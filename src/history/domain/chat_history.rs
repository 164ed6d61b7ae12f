//! The ordered message log of a single conversation.

use super::{ChatMessage, DEFAULT_ROOT_KEY, Metadata};
use crate::history::error::{IndexOutOfBounds, ValidationError};
use serde::{Deserialize, Serialize};
use serde_json::{Map, Value};
use std::fmt;
use std::ops::Index;

/// Input accepted by [`ChatHistory::add_message`].
///
/// Either a fully built message, or raw message fields that are validated
/// and turned into a message on insertion.
#[derive(Debug, Clone, PartialEq)]
pub enum AddMessage {
    /// A message that is appended unchanged.
    Record(ChatMessage),
    /// Raw fields (`role`, `content`, `metadata`, `encoding`).
    Raw(Map<String, Value>),
}

impl From<ChatMessage> for AddMessage {
    fn from(message: ChatMessage) -> Self {
        Self::Record(message)
    }
}

impl From<Map<String, Value>> for AddMessage {
    fn from(fields: Map<String, Value>) -> Self {
        Self::Raw(fields)
    }
}

/// An ordered log of chat messages.
///
/// Insertion order is the conversation turn order and is preserved by every
/// mutation and by serialisation. The log never reorders or deduplicates
/// its entries.
///
/// # Examples
///
/// ```
/// use parley::history::domain::{ChatHistory, Role};
///
/// let mut history = ChatHistory::with_system_message("You are terse.");
/// history.add_user_message("Hi");
/// history.add_assistant_message("Hello.");
///
/// assert_eq!(history.len(), 3);
/// assert_eq!(history.get(-1).map(|message| message.role()), Some(Role::Assistant));
/// ```
#[derive(Debug, Clone, Default, PartialEq, Serialize, Deserialize)]
pub struct ChatHistory {
    messages: Vec<ChatMessage>,
}

impl ChatHistory {
    /// Creates an empty history.
    #[must_use]
    pub const fn new() -> Self {
        Self {
            messages: Vec::new(),
        }
    }

    /// Creates a history holding the given messages in order.
    #[must_use]
    pub const fn from_messages(messages: Vec<ChatMessage>) -> Self {
        Self { messages }
    }

    /// Creates a history whose only entry is a system message.
    ///
    /// An empty `content` yields an empty history.
    #[must_use]
    pub fn with_system_message(content: impl Into<String>) -> Self {
        Self::builder().with_system_message(content).build()
    }

    /// Starts building a history from messages and an optional system
    /// message.
    #[must_use]
    pub fn builder() -> ChatHistoryBuilder {
        ChatHistoryBuilder::default()
    }

    /// Inserts a message at the front of the history.
    pub fn prepend_message(&mut self, message: ChatMessage) {
        self.messages.insert(0, message);
    }

    /// Appends a system message.
    pub fn add_system_message(&mut self, content: impl Into<String>) {
        self.messages.push(ChatMessage::system(content));
    }

    /// Appends a user message.
    pub fn add_user_message(&mut self, content: impl Into<String>) {
        self.messages.push(ChatMessage::user(content));
    }

    /// Appends an assistant message.
    pub fn add_assistant_message(&mut self, content: impl Into<String>) {
        self.messages.push(ChatMessage::assistant(content));
    }

    /// Appends a tool message, attaching `metadata` when given.
    pub fn add_tool_message(&mut self, content: impl Into<String>, metadata: Option<Metadata>) {
        let message = ChatMessage::tool(content).with_metadata(metadata.unwrap_or_default());
        self.messages.push(message);
    }

    /// Appends a message built by the caller or described by raw fields.
    ///
    /// A [`AddMessage::Record`] is appended as-is and `encoding`/`metadata`
    /// are ignored. For [`AddMessage::Raw`], a non-empty `encoding` and
    /// `metadata` are merged into the fields before the message is built.
    ///
    /// # Errors
    ///
    /// Returns [`ValidationError::MissingRole`] when raw fields have no
    /// `role` key, and [`ValidationError::InvalidFields`] when they do not
    /// describe a message. The history is unchanged on error.
    pub fn add_message(
        &mut self,
        message: impl Into<AddMessage>,
        encoding: Option<&str>,
        metadata: Option<Metadata>,
    ) -> Result<(), ValidationError> {
        let mut fields = match message.into() {
            AddMessage::Record(record) => {
                self.messages.push(record);
                return Ok(());
            }
            AddMessage::Raw(fields) => fields,
        };

        if !fields.contains_key("role") {
            return Err(ValidationError::missing_role(&fields));
        }
        if let Some(value) = encoding.filter(|value| !value.is_empty()) {
            fields.insert("encoding".to_owned(), Value::String(value.to_owned()));
        }
        if let Some(entries) = metadata.filter(|entries| !entries.is_empty()) {
            fields.insert(
                "metadata".to_owned(),
                Value::Object(entries.into_iter().collect()),
            );
        }

        let record = serde_json::from_value::<ChatMessage>(Value::Object(fields))
            .map_err(|err| ValidationError::invalid_fields(err.to_string()))?;
        self.messages.push(record);
        Ok(())
    }

    /// Removes the first message equal to `message`.
    ///
    /// Returns `true` if a message was removed.
    pub fn remove_message(&mut self, message: &ChatMessage) -> bool {
        match self.messages.iter().position(|entry| entry == message) {
            Some(position) => {
                self.messages.remove(position);
                true
            }
            None => false,
        }
    }

    /// Returns the number of messages.
    #[must_use]
    pub fn len(&self) -> usize {
        self.messages.len()
    }

    /// Returns `true` when the history holds no messages.
    #[must_use]
    pub fn is_empty(&self) -> bool {
        self.messages.is_empty()
    }

    /// Returns the message at `index`. Negative indices count from the end,
    /// so `-1` is the most recent message.
    #[must_use]
    pub fn get(&self, index: isize) -> Option<&ChatMessage> {
        self.resolve(index)
            .and_then(|position| self.messages.get(position))
    }

    /// Like [`Self::get`], but reports out-of-range lookups as an error.
    ///
    /// # Errors
    ///
    /// Returns [`IndexOutOfBounds`] when `index` does not address a message.
    pub fn at(&self, index: isize) -> Result<&ChatMessage, IndexOutOfBounds> {
        self.get(index).ok_or(IndexOutOfBounds {
            index,
            len: self.len(),
        })
    }

    fn resolve(&self, index: isize) -> Option<usize> {
        if index >= 0 {
            usize::try_from(index).ok()
        } else {
            self.len().checked_sub(index.unsigned_abs())
        }
    }

    /// Returns `true` if an equal message is present.
    #[must_use]
    pub fn contains(&self, message: &ChatMessage) -> bool {
        self.messages.contains(message)
    }

    /// Iterates over the messages in order.
    pub fn iter(&self) -> std::slice::Iter<'_, ChatMessage> {
        self.messages.iter()
    }

    /// Returns the messages as a slice.
    #[must_use]
    pub fn messages(&self) -> &[ChatMessage] {
        &self.messages
    }

    /// Consumes the history, returning its messages.
    #[must_use]
    pub fn into_messages(self) -> Vec<ChatMessage> {
        self.messages
    }

    /// Renders every message in tagged form, one per line.
    ///
    /// An empty history renders as the empty string.
    #[must_use]
    pub fn to_text(&self) -> String {
        self.messages
            .iter()
            .map(|message| message.to_prompt(DEFAULT_ROOT_KEY))
            .collect::<Vec<_>>()
            .join("\n")
    }
}

impl fmt::Display for ChatHistory {
    fn fmt(&self, f: &mut fmt::Formatter<'_>) -> fmt::Result {
        f.write_str(&self.to_text())
    }
}

impl Index<usize> for ChatHistory {
    type Output = ChatMessage;

    #[expect(
        clippy::indexing_slicing,
        reason = "Index mirrors slice indexing and panics when out of bounds"
    )]
    fn index(&self, index: usize) -> &Self::Output {
        &self.messages[index]
    }
}

impl<'a> IntoIterator for &'a ChatHistory {
    type Item = &'a ChatMessage;
    type IntoIter = std::slice::Iter<'a, ChatMessage>;

    fn into_iter(self) -> Self::IntoIter {
        self.messages.iter()
    }
}

impl IntoIterator for ChatHistory {
    type Item = ChatMessage;
    type IntoIter = std::vec::IntoIter<ChatMessage>;

    fn into_iter(self) -> Self::IntoIter {
        self.messages.into_iter()
    }
}

impl FromIterator<ChatMessage> for ChatHistory {
    fn from_iter<I: IntoIterator<Item = ChatMessage>>(iter: I) -> Self {
        Self::from_messages(iter.into_iter().collect())
    }
}

impl Extend<ChatMessage> for ChatHistory {
    fn extend<I: IntoIterator<Item = ChatMessage>>(&mut self, iter: I) {
        self.messages.extend(iter);
    }
}

/// Builder for a [`ChatHistory`] seeded with messages and an optional
/// system message.
///
/// The system message is not retained on the history: it only becomes the
/// first entry.
///
/// # Examples
///
/// ```
/// use parley::history::domain::{ChatHistory, ChatMessage, Role};
///
/// let history = ChatHistory::builder()
///     .with_messages(vec![ChatMessage::user("Hi")])
///     .with_system_message("Be brief.")
///     .build();
///
/// assert_eq!(history[0].role(), Role::System);
/// assert_eq!(history[1].content(), "Hi");
/// ```
#[derive(Debug, Clone, Default)]
pub struct ChatHistoryBuilder {
    messages: Vec<ChatMessage>,
    system_message: Option<String>,
}

impl ChatHistoryBuilder {
    /// Sets the initial messages.
    #[must_use]
    pub fn with_messages(mut self, messages: Vec<ChatMessage>) -> Self {
        self.messages = messages;
        self
    }

    /// Sets the system message to place before the initial messages.
    #[must_use]
    pub fn with_system_message(mut self, content: impl Into<String>) -> Self {
        self.system_message = Some(content.into());
        self
    }

    /// Builds the history. An empty system message is ignored.
    #[must_use]
    pub fn build(self) -> ChatHistory {
        let mut history = ChatHistory::from_messages(self.messages);
        if let Some(content) = self.system_message.filter(|content| !content.is_empty()) {
            history.prepend_message(ChatMessage::system(content));
        }
        history
    }
}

::::

#### PROBLEM:
Print from the line containing "let mut history = ChatHistory::from_messages(self.messages);" to the last line above, exactly as written.

#### ANSWER SECTION:
        let mut history = ChatHistory::from_messages(self.messages);
        if let Some(content) = self.system_message.filter(|content| !content.is_empty()) {
            history.prepend_message(ChatMessage::system(content));
        }
        history
    }
}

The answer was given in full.